10. Section 75 of the Act is an exemption provision. Clauses (1) and (2) of the section are both intended to limit the liability of the railway administration, as would appear from the opening words 'Further provisions with respect to the liability of a railway administration as a carrier of articles of special value'. The object of the section is to protect the railway administration. In cases of excepted articles, the section compels the consignor to declare the value if it exceeds the limit of Rs. 100. The declaration is intended to put the officers of the administration on their guard. The administration is also entitled to charge a certain percentage of the value in such cases. The words of Section 75(1) are plain and admit of no qualification. If the package contains excepted goods, and the intrinsic value exceeds the statutory limit, the railway administration cannot be held responsible for the loss, destruction or deterioration of the package, unless the value and contents are declared. The value to be declared is the true value.

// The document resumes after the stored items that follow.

//! `ab_glyph`-backed glyph measurement and outline extraction.

use crate::constants::GLYPH_CURVE_SEGMENTS;
use crate::error::TangleError;
use crate::metrics::{GlyphMetrics, GlyphOutline};
use ab_glyph::{Font as _, FontVec, GlyphId, OutlineCurve, Point};
use glam::Vec2;
use std::path::Path;

pub struct FontMetrics {
    font: FontVec,
    units_per_em: f32,
}

impl FontMetrics {
    pub fn from_bytes(data: Vec<u8>) -> Result<Self, TangleError> {
        let font = FontVec::try_from_vec(data)?;
        let units_per_em = font.units_per_em().unwrap_or(1000.0);
        Ok(Self { font, units_per_em })
    }

    pub fn from_file(path: impl AsRef<Path>) -> Result<Self, TangleError> {
        let path = path.as_ref();
        let data = std::fs::read(path).map_err(|source| TangleError::FontRead {
            path: path.to_path_buf(),
            source,
        })?;
        let metrics = Self::from_bytes(data)?;
        log::info!(
            "[font] loaded {} ({} glyphs, {} units/em)",
            path.display(),
            metrics.font.glyph_count(),
            metrics.units_per_em
        );
        Ok(metrics)
    }

    #[inline]
    fn scale(&self, size: f32) -> f32 {
        size / self.units_per_em
    }

    fn glyph(&self, ch: char) -> GlyphId {
        self.font.glyph_id(ch)
    }
}

impl GlyphMetrics for FontMetrics {
    fn extent(&self, text: &str, size: f32) -> f32 {
        let mut caret = 0.0f32;
        let mut previous: Option<GlyphId> = None;
        let mut max_x: Option<f32> = None;
        for ch in text.chars() {
            let id = self.glyph(ch);
            if let Some(prev) = previous {
                caret += self.font.kern_unscaled(prev, id);
            }
            if let Some(outline) = self.font.outline(id) {
                let right = caret + outline.bounds.max.x;
                max_x = Some(max_x.map_or(right, |m| m.max(right)));
            }
            caret += self.font.h_advance_unscaled(id);
            previous = Some(id);
        }
        max_x.unwrap_or(0.0) * self.scale(size)
    }

    fn outline(&self, ch: char, size: f32) -> GlyphOutline {
        let Some(outline) = self.font.outline(self.glyph(ch)) else {
            return GlyphOutline::default();
        };
        let scale = self.scale(size);
        let mut segments = Vec::new();
        for curve in &outline.curves {
            flatten_curve(curve, scale, &mut segments);
        }
        GlyphOutline { segments }
    }
}

#[inline]
fn to_vec2(p: Point, scale: f32) -> Vec2 {
    Vec2::new(p.x * scale, p.y * scale)
}

fn flatten_curve(curve: &OutlineCurve, scale: f32, out: &mut Vec<[Vec2; 2]>) {
    match *curve {
        OutlineCurve::Line(p0, p1) => out.push([to_vec2(p0, scale), to_vec2(p1, scale)]),
        OutlineCurve::Quad(p0, p1, p2) => {
            let (a, b, c) = (to_vec2(p0, scale), to_vec2(p1, scale), to_vec2(p2, scale));
            push_polyline(out, |t| {
                let mt = 1.0 - t;
                a * (mt * mt) + b * (2.0 * mt * t) + c * (t * t)
            });
        }
        OutlineCurve::Cubic(p0, p1, p2, p3) => {
            let (a, b, c, d) = (
                to_vec2(p0, scale),
                to_vec2(p1, scale),
                to_vec2(p2, scale),
                to_vec2(p3, scale),
            );
            push_polyline(out, |t| {
                let mt = 1.0 - t;
                a * (mt * mt * mt) + b * (3.0 * mt * mt * t) + c * (3.0 * mt * t * t) + d * (t * t * t)
            });
        }
    }
}

fn push_polyline(out: &mut Vec<[Vec2; 2]>, eval: impl Fn(f32) -> Vec2) {
    let mut last = eval(0.0);
    for k in 1..=GLYPH_CURVE_SEGMENTS {
        let p = eval(k as f32 / GLYPH_CURVE_SEGMENTS as f32);
        out.push([last, p]);
        last = p;
    }
}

11. Section 75(2) in terms does not entitle the consignor or consignee to get the declared value. It places a maximum limit, beyond which the claimant cannot recover whatever the true value may be. Section 75(2) is intended to apply to cases where a declaration is called for. An unnecessary declaration is not contemplated by the section. In cases of over-valuation of excepted articles above the statutory limit, the claimant gets the true value; the declaration does not help him. In cases of under-valuation of excepted articles above the statutory limit, a limited disability is imposed by Section 75(2), viz., that the claimant can only recover up to the declared amount. In the latter case, his claim for the difference between the declared value and the true value is only negatived, but the whole of his claim is not disallowed.
12. For the above reasons, we disagree with the view taken by Lodge J., and approve of the opinion expressed by Chakravartti J.
13. We, therefore, overrule the contention urged on behalf of the petitioner.
14. The Rule is accordingly discharged with costs; hearing-fee being assessed at two gold mohurs.